• WORK INSTRUCTIONS:
Lines holding the string "SwitchCallback": copy each one from the listing below.

++++++++++

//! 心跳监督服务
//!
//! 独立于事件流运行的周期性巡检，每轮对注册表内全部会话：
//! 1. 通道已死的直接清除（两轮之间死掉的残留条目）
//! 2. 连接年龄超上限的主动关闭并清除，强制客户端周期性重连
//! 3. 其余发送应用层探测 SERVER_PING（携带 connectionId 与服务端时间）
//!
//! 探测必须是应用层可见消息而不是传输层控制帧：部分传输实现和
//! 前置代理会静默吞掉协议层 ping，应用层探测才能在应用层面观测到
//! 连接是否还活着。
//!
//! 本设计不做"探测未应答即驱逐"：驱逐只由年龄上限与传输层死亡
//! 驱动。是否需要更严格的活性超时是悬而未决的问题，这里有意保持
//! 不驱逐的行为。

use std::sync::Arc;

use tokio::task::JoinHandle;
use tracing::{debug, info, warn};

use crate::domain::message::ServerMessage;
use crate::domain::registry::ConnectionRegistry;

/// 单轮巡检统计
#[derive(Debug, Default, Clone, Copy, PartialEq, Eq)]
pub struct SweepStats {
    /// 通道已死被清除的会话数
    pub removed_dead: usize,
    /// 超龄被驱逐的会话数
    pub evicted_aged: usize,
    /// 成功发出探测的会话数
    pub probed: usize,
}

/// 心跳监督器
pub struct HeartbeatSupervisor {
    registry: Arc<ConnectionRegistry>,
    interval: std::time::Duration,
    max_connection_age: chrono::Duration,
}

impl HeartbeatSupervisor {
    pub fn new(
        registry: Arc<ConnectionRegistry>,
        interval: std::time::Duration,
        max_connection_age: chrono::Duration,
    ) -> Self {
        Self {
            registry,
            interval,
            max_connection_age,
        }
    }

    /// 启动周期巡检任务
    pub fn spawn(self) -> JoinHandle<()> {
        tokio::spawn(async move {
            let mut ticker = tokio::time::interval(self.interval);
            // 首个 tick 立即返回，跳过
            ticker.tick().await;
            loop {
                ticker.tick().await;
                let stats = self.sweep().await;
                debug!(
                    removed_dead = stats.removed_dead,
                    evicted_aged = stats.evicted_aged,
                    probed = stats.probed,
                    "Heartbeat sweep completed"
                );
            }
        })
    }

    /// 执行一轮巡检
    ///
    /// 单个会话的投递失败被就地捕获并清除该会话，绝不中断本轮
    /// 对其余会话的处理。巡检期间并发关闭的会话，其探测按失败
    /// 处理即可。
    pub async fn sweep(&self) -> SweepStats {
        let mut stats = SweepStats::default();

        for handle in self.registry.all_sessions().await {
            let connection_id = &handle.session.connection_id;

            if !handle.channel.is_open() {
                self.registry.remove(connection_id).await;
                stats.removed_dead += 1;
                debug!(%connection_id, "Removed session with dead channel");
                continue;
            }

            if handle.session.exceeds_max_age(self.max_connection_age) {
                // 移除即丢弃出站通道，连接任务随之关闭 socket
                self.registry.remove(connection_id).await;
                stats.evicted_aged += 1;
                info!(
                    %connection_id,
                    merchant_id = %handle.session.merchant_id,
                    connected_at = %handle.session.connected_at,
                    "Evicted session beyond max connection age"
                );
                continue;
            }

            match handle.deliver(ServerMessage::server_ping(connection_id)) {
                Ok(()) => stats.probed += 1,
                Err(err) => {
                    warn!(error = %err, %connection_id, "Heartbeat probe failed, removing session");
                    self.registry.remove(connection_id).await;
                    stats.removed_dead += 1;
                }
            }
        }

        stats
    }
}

++++++++++

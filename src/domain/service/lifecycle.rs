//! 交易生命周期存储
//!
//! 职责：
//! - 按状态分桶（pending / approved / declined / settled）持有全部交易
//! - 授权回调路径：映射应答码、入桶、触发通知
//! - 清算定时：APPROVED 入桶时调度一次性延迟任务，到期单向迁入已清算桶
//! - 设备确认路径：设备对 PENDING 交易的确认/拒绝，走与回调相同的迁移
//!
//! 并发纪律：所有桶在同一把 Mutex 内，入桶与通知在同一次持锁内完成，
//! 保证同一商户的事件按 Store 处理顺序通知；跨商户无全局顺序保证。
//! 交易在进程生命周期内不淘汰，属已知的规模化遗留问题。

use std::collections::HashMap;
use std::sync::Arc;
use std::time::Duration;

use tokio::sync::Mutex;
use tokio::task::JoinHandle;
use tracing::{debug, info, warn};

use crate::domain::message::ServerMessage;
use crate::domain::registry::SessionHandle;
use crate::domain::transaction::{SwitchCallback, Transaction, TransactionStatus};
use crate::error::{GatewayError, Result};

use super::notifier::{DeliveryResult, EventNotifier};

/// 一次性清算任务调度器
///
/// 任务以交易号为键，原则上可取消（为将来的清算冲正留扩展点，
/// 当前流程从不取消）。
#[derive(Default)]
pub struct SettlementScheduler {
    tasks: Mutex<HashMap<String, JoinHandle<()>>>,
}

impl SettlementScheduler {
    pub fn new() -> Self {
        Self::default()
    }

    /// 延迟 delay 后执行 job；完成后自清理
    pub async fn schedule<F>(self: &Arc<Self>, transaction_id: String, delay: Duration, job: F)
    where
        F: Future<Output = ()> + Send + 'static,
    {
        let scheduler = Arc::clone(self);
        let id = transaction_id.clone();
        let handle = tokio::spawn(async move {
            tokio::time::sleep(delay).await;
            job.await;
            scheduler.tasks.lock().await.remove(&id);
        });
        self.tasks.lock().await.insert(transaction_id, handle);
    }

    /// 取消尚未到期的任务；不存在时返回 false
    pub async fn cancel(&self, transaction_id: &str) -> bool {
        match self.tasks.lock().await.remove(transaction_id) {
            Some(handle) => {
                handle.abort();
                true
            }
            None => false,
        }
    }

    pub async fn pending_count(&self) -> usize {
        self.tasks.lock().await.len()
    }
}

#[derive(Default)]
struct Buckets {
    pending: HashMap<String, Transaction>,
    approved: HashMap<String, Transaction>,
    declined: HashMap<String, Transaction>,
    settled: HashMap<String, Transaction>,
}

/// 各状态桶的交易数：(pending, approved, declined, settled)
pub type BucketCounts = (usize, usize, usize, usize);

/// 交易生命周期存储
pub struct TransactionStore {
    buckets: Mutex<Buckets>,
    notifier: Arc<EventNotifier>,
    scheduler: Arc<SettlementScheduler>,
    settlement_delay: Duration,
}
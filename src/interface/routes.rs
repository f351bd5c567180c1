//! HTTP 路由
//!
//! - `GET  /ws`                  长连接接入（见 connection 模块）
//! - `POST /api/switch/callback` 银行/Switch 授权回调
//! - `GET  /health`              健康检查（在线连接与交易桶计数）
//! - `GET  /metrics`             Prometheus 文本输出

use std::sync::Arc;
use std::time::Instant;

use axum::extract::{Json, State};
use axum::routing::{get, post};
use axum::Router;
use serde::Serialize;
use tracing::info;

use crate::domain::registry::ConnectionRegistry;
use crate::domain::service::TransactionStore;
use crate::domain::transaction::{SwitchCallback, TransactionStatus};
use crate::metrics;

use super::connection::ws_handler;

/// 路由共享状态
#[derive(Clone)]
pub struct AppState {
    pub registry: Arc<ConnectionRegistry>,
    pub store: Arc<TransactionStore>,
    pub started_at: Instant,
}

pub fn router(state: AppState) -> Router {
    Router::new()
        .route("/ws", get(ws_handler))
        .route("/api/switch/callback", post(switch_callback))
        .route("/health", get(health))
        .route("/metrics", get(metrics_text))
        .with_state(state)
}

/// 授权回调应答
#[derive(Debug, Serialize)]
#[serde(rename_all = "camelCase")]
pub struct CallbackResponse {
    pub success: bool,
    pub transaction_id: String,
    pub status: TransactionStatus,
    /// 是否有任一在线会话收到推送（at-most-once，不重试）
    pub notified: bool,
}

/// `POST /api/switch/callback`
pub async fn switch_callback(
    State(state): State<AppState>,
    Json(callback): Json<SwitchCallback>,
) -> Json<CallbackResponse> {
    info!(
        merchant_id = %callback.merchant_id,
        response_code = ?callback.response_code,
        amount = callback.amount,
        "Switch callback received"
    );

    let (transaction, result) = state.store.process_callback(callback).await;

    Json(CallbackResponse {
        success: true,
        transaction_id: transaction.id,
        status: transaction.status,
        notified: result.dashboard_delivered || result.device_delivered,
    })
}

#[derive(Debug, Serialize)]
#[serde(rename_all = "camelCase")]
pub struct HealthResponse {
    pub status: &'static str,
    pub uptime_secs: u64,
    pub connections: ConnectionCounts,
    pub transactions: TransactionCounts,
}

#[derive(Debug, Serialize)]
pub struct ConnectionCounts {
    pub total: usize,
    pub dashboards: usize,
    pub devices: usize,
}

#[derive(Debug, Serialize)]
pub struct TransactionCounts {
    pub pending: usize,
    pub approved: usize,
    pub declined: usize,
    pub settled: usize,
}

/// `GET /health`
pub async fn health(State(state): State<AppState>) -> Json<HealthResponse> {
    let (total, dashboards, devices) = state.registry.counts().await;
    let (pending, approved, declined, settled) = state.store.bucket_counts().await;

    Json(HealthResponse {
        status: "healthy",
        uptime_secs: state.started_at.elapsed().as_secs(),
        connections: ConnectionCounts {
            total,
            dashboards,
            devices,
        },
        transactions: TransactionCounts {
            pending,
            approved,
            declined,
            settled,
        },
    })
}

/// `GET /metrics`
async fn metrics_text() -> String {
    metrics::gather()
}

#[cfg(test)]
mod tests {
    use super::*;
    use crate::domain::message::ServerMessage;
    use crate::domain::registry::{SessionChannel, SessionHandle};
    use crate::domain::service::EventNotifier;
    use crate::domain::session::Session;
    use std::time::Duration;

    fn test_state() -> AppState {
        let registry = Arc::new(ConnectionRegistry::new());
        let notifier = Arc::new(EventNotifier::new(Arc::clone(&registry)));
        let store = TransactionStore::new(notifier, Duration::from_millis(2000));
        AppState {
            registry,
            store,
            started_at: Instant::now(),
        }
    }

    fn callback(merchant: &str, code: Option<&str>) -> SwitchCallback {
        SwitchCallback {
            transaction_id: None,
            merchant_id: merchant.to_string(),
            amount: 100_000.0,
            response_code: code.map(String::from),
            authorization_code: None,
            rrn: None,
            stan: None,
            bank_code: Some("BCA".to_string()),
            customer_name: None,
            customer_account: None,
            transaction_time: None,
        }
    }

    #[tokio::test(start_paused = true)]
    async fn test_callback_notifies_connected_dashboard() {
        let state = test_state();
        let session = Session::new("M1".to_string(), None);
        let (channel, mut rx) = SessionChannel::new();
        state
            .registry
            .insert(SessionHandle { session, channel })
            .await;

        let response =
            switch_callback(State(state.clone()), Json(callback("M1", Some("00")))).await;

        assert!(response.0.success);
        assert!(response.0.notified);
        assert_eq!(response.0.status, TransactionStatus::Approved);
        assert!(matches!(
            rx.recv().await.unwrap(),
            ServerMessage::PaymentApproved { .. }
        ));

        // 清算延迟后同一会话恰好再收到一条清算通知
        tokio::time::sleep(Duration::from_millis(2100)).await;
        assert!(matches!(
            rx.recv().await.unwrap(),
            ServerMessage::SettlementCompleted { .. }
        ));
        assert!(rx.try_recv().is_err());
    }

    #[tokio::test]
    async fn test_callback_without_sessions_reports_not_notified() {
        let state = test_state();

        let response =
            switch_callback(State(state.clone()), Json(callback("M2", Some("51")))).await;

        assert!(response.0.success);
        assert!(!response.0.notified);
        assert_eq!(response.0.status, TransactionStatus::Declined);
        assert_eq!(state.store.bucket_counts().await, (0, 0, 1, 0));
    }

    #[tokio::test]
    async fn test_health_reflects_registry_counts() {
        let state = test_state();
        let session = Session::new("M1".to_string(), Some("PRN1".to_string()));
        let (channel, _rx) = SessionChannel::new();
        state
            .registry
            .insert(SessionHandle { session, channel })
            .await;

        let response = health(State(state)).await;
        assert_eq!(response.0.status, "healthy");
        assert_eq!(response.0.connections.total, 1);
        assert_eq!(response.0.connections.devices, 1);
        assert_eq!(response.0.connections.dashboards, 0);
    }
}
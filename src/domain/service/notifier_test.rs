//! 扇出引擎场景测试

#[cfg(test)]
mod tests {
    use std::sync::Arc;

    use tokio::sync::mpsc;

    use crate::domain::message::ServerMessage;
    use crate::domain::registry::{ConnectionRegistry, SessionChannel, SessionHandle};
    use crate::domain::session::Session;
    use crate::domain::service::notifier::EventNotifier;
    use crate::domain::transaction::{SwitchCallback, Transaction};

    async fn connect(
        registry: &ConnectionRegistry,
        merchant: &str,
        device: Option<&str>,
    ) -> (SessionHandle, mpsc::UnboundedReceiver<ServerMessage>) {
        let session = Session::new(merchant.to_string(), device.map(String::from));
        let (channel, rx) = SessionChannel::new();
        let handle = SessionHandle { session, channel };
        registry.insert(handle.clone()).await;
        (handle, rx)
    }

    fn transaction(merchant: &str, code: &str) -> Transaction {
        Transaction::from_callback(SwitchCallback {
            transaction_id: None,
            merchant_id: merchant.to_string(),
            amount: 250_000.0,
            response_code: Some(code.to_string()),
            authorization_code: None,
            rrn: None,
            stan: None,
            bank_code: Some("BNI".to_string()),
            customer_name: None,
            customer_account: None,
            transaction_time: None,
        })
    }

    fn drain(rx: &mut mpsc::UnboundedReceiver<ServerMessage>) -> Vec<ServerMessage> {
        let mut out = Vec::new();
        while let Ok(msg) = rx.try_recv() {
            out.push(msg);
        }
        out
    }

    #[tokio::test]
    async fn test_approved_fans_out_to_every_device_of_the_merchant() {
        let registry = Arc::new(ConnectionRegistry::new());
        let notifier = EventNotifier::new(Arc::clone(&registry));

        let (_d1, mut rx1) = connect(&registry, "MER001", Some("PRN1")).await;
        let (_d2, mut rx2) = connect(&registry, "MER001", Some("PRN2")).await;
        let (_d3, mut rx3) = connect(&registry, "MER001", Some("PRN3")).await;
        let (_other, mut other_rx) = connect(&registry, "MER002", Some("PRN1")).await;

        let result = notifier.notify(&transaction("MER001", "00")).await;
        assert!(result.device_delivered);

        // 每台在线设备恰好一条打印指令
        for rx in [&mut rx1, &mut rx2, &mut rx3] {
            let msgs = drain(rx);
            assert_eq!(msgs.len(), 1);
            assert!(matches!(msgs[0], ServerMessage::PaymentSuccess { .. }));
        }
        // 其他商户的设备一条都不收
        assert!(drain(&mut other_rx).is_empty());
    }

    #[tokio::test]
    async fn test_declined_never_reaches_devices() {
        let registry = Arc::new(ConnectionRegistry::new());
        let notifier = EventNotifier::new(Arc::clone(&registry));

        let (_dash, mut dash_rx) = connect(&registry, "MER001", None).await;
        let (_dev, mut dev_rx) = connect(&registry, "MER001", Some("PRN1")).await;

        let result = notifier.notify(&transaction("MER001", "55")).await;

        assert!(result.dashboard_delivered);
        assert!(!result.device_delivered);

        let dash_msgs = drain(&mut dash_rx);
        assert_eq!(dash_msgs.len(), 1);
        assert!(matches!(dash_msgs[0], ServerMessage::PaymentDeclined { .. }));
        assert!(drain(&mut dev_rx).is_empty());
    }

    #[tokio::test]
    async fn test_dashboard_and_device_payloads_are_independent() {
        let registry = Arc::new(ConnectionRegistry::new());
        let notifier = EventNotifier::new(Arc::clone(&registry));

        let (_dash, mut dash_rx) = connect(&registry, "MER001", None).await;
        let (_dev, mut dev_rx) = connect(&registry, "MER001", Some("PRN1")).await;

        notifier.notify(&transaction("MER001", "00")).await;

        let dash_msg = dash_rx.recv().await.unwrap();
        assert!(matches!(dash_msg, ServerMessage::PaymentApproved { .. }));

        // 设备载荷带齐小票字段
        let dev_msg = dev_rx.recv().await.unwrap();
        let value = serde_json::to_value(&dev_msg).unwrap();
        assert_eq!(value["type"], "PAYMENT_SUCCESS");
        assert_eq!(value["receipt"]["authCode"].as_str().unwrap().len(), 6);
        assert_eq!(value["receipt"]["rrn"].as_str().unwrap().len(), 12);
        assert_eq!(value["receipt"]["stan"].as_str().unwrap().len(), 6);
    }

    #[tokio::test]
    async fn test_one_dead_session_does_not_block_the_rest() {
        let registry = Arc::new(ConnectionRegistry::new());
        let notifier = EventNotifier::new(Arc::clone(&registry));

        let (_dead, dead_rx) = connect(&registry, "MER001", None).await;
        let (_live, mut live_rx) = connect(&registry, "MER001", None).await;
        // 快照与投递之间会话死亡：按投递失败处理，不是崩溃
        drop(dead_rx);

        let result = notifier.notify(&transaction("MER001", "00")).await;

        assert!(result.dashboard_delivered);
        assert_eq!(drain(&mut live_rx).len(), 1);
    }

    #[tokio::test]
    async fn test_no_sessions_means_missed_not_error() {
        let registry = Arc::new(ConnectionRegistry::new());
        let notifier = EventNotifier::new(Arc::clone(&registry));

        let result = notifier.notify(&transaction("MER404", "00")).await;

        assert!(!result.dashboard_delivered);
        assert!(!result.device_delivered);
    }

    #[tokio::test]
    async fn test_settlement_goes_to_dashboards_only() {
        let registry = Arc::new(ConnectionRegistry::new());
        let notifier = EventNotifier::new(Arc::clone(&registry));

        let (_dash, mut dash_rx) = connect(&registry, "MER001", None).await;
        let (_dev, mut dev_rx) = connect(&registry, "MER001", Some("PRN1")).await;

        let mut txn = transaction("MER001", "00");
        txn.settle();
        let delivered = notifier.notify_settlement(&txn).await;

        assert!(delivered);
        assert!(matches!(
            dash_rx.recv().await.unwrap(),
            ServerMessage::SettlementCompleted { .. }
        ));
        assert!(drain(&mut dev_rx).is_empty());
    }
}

++++++++++

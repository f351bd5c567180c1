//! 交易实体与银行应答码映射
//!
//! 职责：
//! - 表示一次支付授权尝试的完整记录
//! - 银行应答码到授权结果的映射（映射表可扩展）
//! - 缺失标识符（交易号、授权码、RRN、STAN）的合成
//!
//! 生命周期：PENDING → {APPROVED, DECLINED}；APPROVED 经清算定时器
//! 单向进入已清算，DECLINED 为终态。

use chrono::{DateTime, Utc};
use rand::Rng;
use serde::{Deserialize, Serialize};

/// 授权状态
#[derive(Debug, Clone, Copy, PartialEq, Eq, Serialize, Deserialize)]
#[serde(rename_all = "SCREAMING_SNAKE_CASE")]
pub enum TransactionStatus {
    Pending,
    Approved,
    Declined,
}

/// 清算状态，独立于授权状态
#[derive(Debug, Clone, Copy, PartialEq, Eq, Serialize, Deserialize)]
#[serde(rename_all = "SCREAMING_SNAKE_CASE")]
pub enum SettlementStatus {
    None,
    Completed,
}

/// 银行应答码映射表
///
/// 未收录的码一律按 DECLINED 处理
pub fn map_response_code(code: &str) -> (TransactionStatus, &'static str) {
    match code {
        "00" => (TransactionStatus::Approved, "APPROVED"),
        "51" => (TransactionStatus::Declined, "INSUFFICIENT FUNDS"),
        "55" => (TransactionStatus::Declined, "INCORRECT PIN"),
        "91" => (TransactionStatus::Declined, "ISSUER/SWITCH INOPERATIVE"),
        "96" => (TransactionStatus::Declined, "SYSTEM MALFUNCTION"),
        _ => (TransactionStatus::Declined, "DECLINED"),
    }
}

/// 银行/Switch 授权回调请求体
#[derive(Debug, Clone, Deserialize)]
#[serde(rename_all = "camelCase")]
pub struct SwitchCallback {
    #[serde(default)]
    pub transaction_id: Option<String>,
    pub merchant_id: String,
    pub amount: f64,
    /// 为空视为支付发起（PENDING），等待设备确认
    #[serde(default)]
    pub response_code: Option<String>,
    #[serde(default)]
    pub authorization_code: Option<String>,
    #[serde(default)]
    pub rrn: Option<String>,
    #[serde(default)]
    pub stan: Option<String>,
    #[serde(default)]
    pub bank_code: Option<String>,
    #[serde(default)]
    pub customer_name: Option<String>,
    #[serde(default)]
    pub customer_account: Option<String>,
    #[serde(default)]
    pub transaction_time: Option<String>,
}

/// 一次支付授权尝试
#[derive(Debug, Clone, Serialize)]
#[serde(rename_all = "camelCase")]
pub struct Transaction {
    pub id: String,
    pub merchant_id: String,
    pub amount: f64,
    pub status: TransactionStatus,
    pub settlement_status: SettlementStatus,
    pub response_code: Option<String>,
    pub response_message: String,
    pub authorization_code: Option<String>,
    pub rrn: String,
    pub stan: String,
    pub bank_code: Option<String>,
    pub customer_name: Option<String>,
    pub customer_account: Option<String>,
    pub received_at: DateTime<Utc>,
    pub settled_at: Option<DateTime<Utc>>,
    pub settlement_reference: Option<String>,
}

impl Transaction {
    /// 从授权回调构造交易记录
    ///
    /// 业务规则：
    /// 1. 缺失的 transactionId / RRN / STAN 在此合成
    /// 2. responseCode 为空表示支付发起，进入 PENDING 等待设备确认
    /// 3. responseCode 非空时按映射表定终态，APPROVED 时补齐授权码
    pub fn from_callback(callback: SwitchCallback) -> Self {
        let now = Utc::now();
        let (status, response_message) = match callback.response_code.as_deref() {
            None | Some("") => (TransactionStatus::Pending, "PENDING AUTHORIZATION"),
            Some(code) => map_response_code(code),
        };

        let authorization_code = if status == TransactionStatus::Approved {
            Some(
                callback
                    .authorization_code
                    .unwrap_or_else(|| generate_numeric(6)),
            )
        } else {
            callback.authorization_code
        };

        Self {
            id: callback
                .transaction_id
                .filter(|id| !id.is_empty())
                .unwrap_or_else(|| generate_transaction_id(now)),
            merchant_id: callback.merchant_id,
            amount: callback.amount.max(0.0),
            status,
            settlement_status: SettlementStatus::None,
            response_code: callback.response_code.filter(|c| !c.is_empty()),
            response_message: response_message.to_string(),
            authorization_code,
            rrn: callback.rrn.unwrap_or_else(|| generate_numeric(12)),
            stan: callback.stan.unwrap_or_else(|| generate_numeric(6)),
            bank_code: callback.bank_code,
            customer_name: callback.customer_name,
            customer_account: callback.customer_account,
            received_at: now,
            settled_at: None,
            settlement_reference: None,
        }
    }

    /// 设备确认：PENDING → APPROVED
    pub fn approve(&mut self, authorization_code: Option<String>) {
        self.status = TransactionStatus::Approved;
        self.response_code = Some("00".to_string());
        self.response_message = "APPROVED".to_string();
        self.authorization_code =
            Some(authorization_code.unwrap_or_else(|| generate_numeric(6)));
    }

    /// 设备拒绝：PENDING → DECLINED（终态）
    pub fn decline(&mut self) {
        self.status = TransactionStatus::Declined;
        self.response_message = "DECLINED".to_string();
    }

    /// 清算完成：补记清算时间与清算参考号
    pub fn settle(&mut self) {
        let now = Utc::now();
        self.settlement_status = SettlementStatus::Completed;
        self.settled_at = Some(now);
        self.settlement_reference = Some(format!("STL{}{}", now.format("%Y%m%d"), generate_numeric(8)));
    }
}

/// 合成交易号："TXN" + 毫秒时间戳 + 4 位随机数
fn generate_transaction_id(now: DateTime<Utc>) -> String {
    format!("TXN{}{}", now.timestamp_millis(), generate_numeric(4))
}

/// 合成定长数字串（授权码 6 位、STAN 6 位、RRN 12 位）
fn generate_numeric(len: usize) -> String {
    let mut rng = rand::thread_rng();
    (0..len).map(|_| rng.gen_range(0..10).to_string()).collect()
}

++++++++++

• RESULT FOR THIS EXERCISE:
use crate::domain::transaction::{SwitchCallback, Transaction, TransactionStatus};
use crate::domain::transaction::{SwitchCallback, TransactionStatus};
    Json(callback): Json<SwitchCallback>,
    fn callback(merchant: &str, code: Option<&str>) -> SwitchCallback {
        SwitchCallback {
    use crate::domain::transaction::{SwitchCallback, Transaction};
        Transaction::from_callback(SwitchCallback {
pub struct SwitchCallback {
    pub fn from_callback(callback: SwitchCallback) -> Self {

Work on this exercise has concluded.